[Recorded data]

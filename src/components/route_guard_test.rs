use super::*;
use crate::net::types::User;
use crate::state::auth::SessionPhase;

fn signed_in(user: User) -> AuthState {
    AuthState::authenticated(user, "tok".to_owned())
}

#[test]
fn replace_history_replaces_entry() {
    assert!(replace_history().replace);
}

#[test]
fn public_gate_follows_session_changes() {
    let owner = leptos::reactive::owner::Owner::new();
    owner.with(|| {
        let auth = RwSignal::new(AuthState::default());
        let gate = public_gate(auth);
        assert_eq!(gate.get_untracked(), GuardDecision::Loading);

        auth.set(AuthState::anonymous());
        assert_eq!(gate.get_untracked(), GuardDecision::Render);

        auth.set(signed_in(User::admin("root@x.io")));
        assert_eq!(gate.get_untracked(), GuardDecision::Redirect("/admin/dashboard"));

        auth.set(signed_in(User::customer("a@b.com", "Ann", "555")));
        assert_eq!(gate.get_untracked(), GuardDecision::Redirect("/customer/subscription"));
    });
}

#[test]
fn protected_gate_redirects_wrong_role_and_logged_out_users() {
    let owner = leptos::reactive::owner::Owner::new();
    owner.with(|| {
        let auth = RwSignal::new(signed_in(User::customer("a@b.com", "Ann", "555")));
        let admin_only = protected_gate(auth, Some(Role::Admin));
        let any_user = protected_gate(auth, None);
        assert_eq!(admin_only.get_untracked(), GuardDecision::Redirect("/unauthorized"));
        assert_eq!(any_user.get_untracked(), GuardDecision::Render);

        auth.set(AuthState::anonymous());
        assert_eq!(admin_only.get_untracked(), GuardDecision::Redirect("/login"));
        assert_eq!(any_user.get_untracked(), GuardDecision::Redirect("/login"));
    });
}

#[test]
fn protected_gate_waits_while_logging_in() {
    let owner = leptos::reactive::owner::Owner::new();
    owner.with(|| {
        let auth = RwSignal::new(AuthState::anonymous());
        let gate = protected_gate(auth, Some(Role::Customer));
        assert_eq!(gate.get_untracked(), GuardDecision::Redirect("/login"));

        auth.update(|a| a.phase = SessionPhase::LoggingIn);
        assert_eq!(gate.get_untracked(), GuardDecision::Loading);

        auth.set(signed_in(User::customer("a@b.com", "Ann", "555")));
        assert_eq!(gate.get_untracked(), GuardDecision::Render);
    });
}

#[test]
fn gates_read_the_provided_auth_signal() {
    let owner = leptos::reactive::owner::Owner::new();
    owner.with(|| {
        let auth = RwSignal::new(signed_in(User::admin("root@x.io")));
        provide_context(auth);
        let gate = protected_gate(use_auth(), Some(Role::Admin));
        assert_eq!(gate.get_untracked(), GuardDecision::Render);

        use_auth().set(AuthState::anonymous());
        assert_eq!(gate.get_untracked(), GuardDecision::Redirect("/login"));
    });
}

[/Recorded data]

Description of the task: For each line above that carries the word "root", copy it out.

Answer for this exercise:
        auth.set(signed_in(User::admin("root@x.io")));
        let auth = RwSignal::new(signed_in(User::admin("root@x.io")));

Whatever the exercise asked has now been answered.